PyTorch Lightning 1.1

After months of hard work, the PyTorch Lightning released 1.0 in October 2020. It introduces a number of new features and a final stable API. They then released 1.1 a couple of months later with exciting model parallelism support. We will focus on the final API introduced in 1.0, and dedicate a separate story for model parallelism in the future. Before we jump in, if you want to read more about these releases, check out the official blog posts: 1.0 and 1.1. If you want to learn more about PyTorch Lightning in general, check out the Github page as well as the official documentation.

Simplified Logging

Have you found yourself repetitively implementing *_epoch_end methods just so that you can aggregate results from your *_step methods? Have you found yourself getting tripped on how to properly log the metrics calculated in your *_step and *_epoch_end methods? You’re not alone, and PyTorch Lightning 1.0 has introduced a new method self.log()to solve these very problems.

All you really have to do is to call self.log() with the metrics you want to log, and it will handle the details of logging and aggregation for you, which can be customized via keyword arguments. Let’s take a look at how they’re used in my project:

The new, simplified logging interface helps you not repeat yourself in metrics logging.

In training_step(), I calculate the overall loss and log it with prog_bar set to True so that it will be displayed in the progress bar. Then I log the mean squared error loss, cross entropy loss and the accuracy (which is calculated using PyTorch Lightning’s new metrics package, which will be discussed shortly) using the convenience method log_dict(). By default, self.log() logs only at the current step, not at the epoch level, if called in training_step() (on_step=True, on_epoch=False), but we can change the behavior if we want. In validation_step() and test_step(), self.log() behaves in the opposite way in regards to aggregation: it logs only at the epoch level (on_step=False, on_epoch=True). We don’t need to write the code to aggregate them at the epoch level since it’s taken care for you automatically. Again, this behavior can be customized via keyword arguments. You can read more about the details of how logging is done in PyTorch Lightning here.

Metrics

Continuing their work in 0.8, the PyTorch Lightning team has introduced even more implementations of metrics in 1.0. Every metrics implementation in PyTorch Lightning is a PyTorch Module, and has its functional counterpart, making it extremely easy and flexible to use. The module implementations take care of aggregating metrics data across steps, while the functional ones are for simple on-the-fly calculations. For my project, I decided to use the module implementation of accuracy as I am interested in seeing the accuracy at the epoch level for validation and testing. Let’s take a look at the code:

Accuracy modules in action. Notice the two different ways of invoking them.

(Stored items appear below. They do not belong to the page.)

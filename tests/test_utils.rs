use std::sync::Arc;
use std::time::Duration;

use github_repos_db::{DbConfig, DbConnection, NodeId, RepositoryRecord};
use testcontainers_modules::{
    postgres::Postgres,
    testcontainers::{runners::AsyncRunner, ContainerAsync},
};

pub const SCHEMA_PATH: &str = concat!(env!("CARGO_MANIFEST_DIR"), "/schema.sql");

/// A throwaway Postgres with the schema applied. The container stops when
/// this is dropped.
pub struct TestDb {
    pub db: Arc<DbConnection>,
    _container: ContainerAsync<Postgres>,
}

pub async fn start_test_db(max_connections: u32) -> TestDb {
    let container = Postgres::default().start().await.unwrap();
    let host = container.get_host().await.unwrap().to_string();
    let port = container.get_host_port_ipv4(5432).await.unwrap();

    let config = DbConfig::builder()
        .host(host)
        .port(port)
        .user("postgres")
        .password("postgres")
        .database("postgres")
        .max_connections(max_connections)
        .acquire_timeout(Duration::from_secs(5))
        .build()
        .unwrap();

    let db = DbConnection::new(&config).await.unwrap();
    db.ensure_schema(SCHEMA_PATH).await.unwrap();

    TestDb {
        db,
        _container: container,
    }
}

pub fn record(node_id: &str, name: &str, owner: &str, url: &str) -> RepositoryRecord {
    RepositoryRecord::new(NodeId::new(node_id).unwrap(), name, owner, url)
}
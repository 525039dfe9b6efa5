#![cfg_attr(not(test), deny(unused_crate_dependencies))]
use async_trait as _;
use chrono as _;
use serde as _;
use serde_json as _;
use sqlx as _;
use thiserror as _;

use std::path::PathBuf;

use clap::{Parser, Subcommand};
use eyre::{Context, Result};
use github_repos_db::commands::ingest_file;
use github_repos_db::database::count_repositories;
use github_repos_db::db::DEFAULT_SCHEMA_PATH;
use github_repos_db::{BatchUpserter, DbConfig, DbConnection};
use tracing::info;
use tracing_subscriber::{fmt, EnvFilter};

#[derive(Parser)]
#[command(version, about, long_about = None)]
struct Cli {
    /// Schema file applied before the command runs
    #[arg(long, global = true, default_value = DEFAULT_SCHEMA_PATH)]
    schema: PathBuf,

    #[command(subcommand)]
    command: Command,
}

#[derive(Subcommand)]
enum Command {
    /// Apply the schema and exit
    Schema,
    /// Upsert the repositories listed in a JSON file
    Ingest {
        /// JSON array of repository records
        file: PathBuf,

        /// Skip applying the schema before ingesting
        #[arg(long)]
        skip_schema: bool,
    },
}

#[tokio::main]
async fn main() -> Result<()> {
    dotenvy::dotenv().ok();

    // Initialize tracing subscriber
    fmt().with_env_filter(EnvFilter::from_default_env()).init();

    let cli = Cli::parse();

    let config = DbConfig::from_env().context("Failed to load database configuration")?;
    let db = DbConnection::new(&config)
        .await
        .context("Failed to connect to database")?;

    let result = run(&cli, &db).await;
    db.close().await;
    result
}

async fn run(cli: &Cli, db: &std::sync::Arc<DbConnection>) -> Result<()> {
    match &cli.command {
        Command::Schema => {
            db.ensure_schema(&cli.schema)
                .await
                .context("Failed to apply schema")?;
        }
        Command::Ingest { file, skip_schema } => {
            if !skip_schema {
                db.ensure_schema(&cli.schema)
                    .await
                    .context("Failed to apply schema")?;
            }

            let upserter = BatchUpserter::new(db.clone());
            let written = ingest_file(file, &upserter)
                .await
                .with_context(|| format!("Failed to ingest {}", file.display()))?;
            let total = count_repositories(db)
                .await
                .context("Failed to count repositories")?;

            info!("Wrote {} rows, {} repositories stored", written, total);
        }
    }

    Ok(())
}
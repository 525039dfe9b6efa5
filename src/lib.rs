//! # GitHub Repos DB
//!
//! Persists batches of GitHub repository records (node id, database id, name,
//! owner, star count, URL) into PostgreSQL. Ingestion is an idempotent upsert:
//! submitting the same batch twice converges on the same rows instead of
//! duplicating them.
//!
//! ## Architecture Overview
//!
//! - [`upserter`] - [`upserter::BatchUpserter`], the transactional batch upsert
//! - [`repositories`] - SQL construction and reads for the `repositories` table
//! - [`db`] - Pool lifecycle, health check and schema bootstrap
//! - [`config`] - Connection settings from `DB_*` environment variables
//! - [`commands`] - Ingestion of records from JSON files
//! - [`types`] - Validated domain types ([`NodeId`], [`RepositoryRecord`])
//! - [`errors`] - [`StoreError`] and the crate [`Result`] alias
//!
//! ```text
//! commands ──▶ upserter ──▶ repositories ──▶ db ──▶ PostgreSQL
//!                  │
//!                  └── one transaction per batch, rollback on any failure
//! ```
//!
//! ## Usage
//!
//! ```rust,no_run
//! use github_repos_db::{BatchUpserter, DbConfig, DbConnection, NodeId, RepositoryRecord, RepositoryStore};
//!
//! # async fn example() -> github_repos_db::Result<()> {
//! let db = DbConnection::new(&DbConfig::from_env()?).await?;
//! db.ensure_schema("./schema.sql").await?;
//!
//! let upserter = BatchUpserter::new(db.clone());
//! let records = vec![
//!     RepositoryRecord::new(NodeId::new("A")?, "repo1", "alice", "http://x/1").with_star_count(5),
//!     RepositoryRecord::new(NodeId::new("B")?, "repo2", "bob", "http://x/2"),
//! ];
//! upserter.upsert(&records).await?;
//!
//! db.close().await;
//! # Ok(())
//! # }
//! ```

#![cfg_attr(test, allow(clippy::unwrap_used, clippy::expect_used))]

pub mod commands;
pub mod config;
pub mod db;
pub mod errors;
pub mod repositories;
pub mod types;
pub mod upserter;

#[cfg(test)]
mod mocks;
#[cfg(test)]
mod test_utils;

pub use config::DbConfig;
pub use db::DbConnection;
pub use errors::{Result, StoreError};
pub use types::{NodeId, RepositoryRecord};
pub use upserter::{BatchUpserter, RepositoryStore};

pub mod database {
    //! Database operations facade
    //!
    //! Reads used to inspect what ingestion has persisted.

    pub use crate::repositories::repository::{count_repositories, get_repository, RepositoryDto};
}
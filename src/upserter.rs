//! # Batch Upserter
//!
//! Persists a batch of [`RepositoryRecord`]s atomically. Every batch runs in a
//! single transaction on a single pooled connection: either all rows are
//! inserted or updated, or the transaction is rolled back and nothing from
//! the batch is visible.
//!
//! Repeated node ids inside one batch collapse to the last record before the
//! statement is built, since PostgreSQL refuses to update the same row twice
//! in one `ON CONFLICT DO UPDATE`.

use std::sync::Arc;

use async_trait::async_trait;
use tracing::{debug, error, info, warn};

use crate::db::DbConnection;
use crate::errors::{Result, StoreError};
use crate::repositories::repository::{prepare_rows, upsert_repositories_query};
use crate::types::RepositoryRecord;

/// Destination for batches of repository records.
#[async_trait]
pub trait RepositoryStore: Send + Sync {
    /// Inserts new records and overwrites existing ones matched by node id.
    /// Returns the number of rows written.
    async fn upsert(&self, records: &[RepositoryRecord]) -> Result<u64>;
}

#[derive(Debug, Clone)]
pub struct BatchUpserter {
    db: Arc<DbConnection>,
}

impl BatchUpserter {
    #[must_use]
    pub const fn new(db: Arc<DbConnection>) -> Self {
        Self { db }
    }

    #[must_use]
    pub fn db(&self) -> &Arc<DbConnection> {
        &self.db
    }
}

#[async_trait]
impl RepositoryStore for BatchUpserter {
    async fn upsert(&self, records: &[RepositoryRecord]) -> Result<u64> {
        if records.is_empty() {
            debug!("Empty batch, nothing to upsert");
            return Ok(0);
        }

        let rows = prepare_rows(records)?;
        debug!(
            "Upserting {} repositories ({} submitted)",
            rows.len(),
            records.len()
        );

        // Dropping the transaction on any early return rolls back and hands
        // the connection back to the pool.
        let mut tx = self
            .db
            .pool
            .begin()
            .await
            .map_err(|e| StoreError::from_acquire(&e))?;

        let rows_affected = match upsert_repositories_query(&mut tx, &rows).await {
            Ok(rows_affected) => rows_affected,
            Err(e) => {
                error!("Upsert of {} repositories failed: {}", rows.len(), e);
                if let Err(rollback_err) = tx.rollback().await {
                    warn!("Rollback failed: {}", rollback_err);
                }
                return Err(e);
            }
        };

        tx.commit().await.map_err(|e| {
            error!("Commit of {} repositories failed: {}", rows.len(), e);
            StoreError::commit(format!("Failed to commit upsert transaction: {e}"))
        })?;

        info!("Upserted {} repositories", rows_affected);
        Ok(rows_affected)
    }
}
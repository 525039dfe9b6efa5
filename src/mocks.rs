//! # Mock Implementations for Testing
//!
//! - [`MockRepositoryStore`] - Mock implementation of [`crate::upserter::RepositoryStore`]

#![allow(clippy::unwrap_used)]
#![allow(clippy::expect_used)]

use mockall::mock;

use crate::errors::Result;
use crate::types::RepositoryRecord;
use crate::upserter::RepositoryStore;

mock! {
    /// Mock store for exercising ingestion without a database.
    ///
    /// ```rust,ignore
    /// let mut store = MockRepositoryStore::new();
    /// store
    ///     .expect_upsert()
    ///     .times(1)
    ///     .returning(|records| Ok(records.len() as u64));
    /// ```
    pub RepositoryStore {}

    #[async_trait::async_trait]
    impl RepositoryStore for RepositoryStore {
        async fn upsert(&self, records: &[RepositoryRecord]) -> Result<u64>;
    }
}
use thiserror::Error;

/// Domain-specific error types for repository persistence
#[derive(Error, Debug)]
pub enum StoreError {
    /// The pool could not supply a connection or could not open a transaction
    #[error("Database connection failed: {message}")]
    ConnectionFailed { message: String },

    /// A statement failed while executing inside the batch transaction
    #[error("Database statement failed during {operation}: {message}")]
    StatementFailed { operation: String, message: String },

    /// The store rejected the commit after the statements succeeded
    #[error("Database commit failed: {message}")]
    CommitFailed { message: String },

    /// A record failed validation before any I/O took place
    #[error("Invalid repository record {node_id}: {reason}")]
    InvalidRecord { node_id: String, reason: String },

    /// Configuration errors
    #[error("Configuration error: {parameter} - {message}")]
    ConfigurationError { parameter: String, message: String },

    /// The schema file could not be read or applied
    #[error("Schema bootstrap failed: {message}")]
    SchemaFailed { message: String },

    /// Ingest input could not be read or decoded
    #[error("Invalid input: {message}")]
    InvalidInput { message: String },
}

impl StoreError {
    /// Create a connection error
    pub fn connection(message: impl Into<String>) -> Self {
        Self::ConnectionFailed {
            message: message.into(),
        }
    }

    /// Create a statement error
    pub fn statement(operation: impl Into<String>, message: impl Into<String>) -> Self {
        Self::StatementFailed {
            operation: operation.into(),
            message: message.into(),
        }
    }

    /// Create a commit error
    pub fn commit(message: impl Into<String>) -> Self {
        Self::CommitFailed {
            message: message.into(),
        }
    }

    /// Create an invalid record error
    pub fn invalid_record(node_id: impl Into<String>, reason: impl Into<String>) -> Self {
        Self::InvalidRecord {
            node_id: node_id.into(),
            reason: reason.into(),
        }
    }

    /// Create a configuration error
    pub fn configuration(parameter: impl Into<String>, message: impl Into<String>) -> Self {
        Self::ConfigurationError {
            parameter: parameter.into(),
            message: message.into(),
        }
    }

    /// Create a schema bootstrap error
    pub fn schema(message: impl Into<String>) -> Self {
        Self::SchemaFailed {
            message: message.into(),
        }
    }

    /// Create an invalid input error
    pub fn invalid_input(message: impl Into<String>) -> Self {
        Self::InvalidInput {
            message: message.into(),
        }
    }

    /// Classifies a driver error raised while acquiring or beginning.
    pub(crate) fn from_acquire(err: &sqlx::Error) -> Self {
        Self::connection(format!("Failed to acquire connection: {err}"))
    }

    /// Whether the failure happened before the store saw the batch.
    #[must_use]
    pub const fn is_connection_failure(&self) -> bool {
        matches!(self, Self::ConnectionFailed { .. })
    }
}

/// Result type alias for persistence operations
pub type Result<T> = std::result::Result<T, StoreError>;

/// Convert from standard database errors
impl From<sqlx::Error> for StoreError {
    fn from(err: sqlx::Error) -> Self {
        match err {
            sqlx::Error::PoolClosed => Self::connection("Connection pool closed"),
            sqlx::Error::PoolTimedOut => Self::connection("Connection pool timed out"),
            sqlx::Error::Io(e) => Self::connection(format!("I/O error: {e}")),
            sqlx::Error::Tls(e) => Self::connection(format!("TLS error: {e}")),
            sqlx::Error::Database(db_err) => {
                Self::statement("query", format!("Database error: {db_err}"))
            }
            err => Self::statement("query", format!("SQLx error: {err}")),
        }
    }
}

/// Convert from serde JSON errors
impl From<serde_json::Error> for StoreError {
    fn from(err: serde_json::Error) -> Self {
        Self::invalid_input(format!("JSON parsing error: {err}"))
    }
}

/// Convert from I/O errors raised while reading input files
impl From<std::io::Error> for StoreError {
    fn from(err: std::io::Error) -> Self {
        Self::invalid_input(format!("I/O error: {err}"))
    }
}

The first step is to initialize separate metrics modules as instance attributes of the Lightning Module. Then, it’s just a matter of calling them where you have data to calculate the metrics you want. However, you’ll see two distinct ways to calling the metrics modules in my code. The first way can be found in training_step(), where I log the return value of calling the metrics module. This is a more direct way of logging where the metrics calculated from the given parameters is logged without any automatic aggregation. As a result, only the step-wise accuracy would be logged for training, and I could’ve just used the functional implementation for the same end result.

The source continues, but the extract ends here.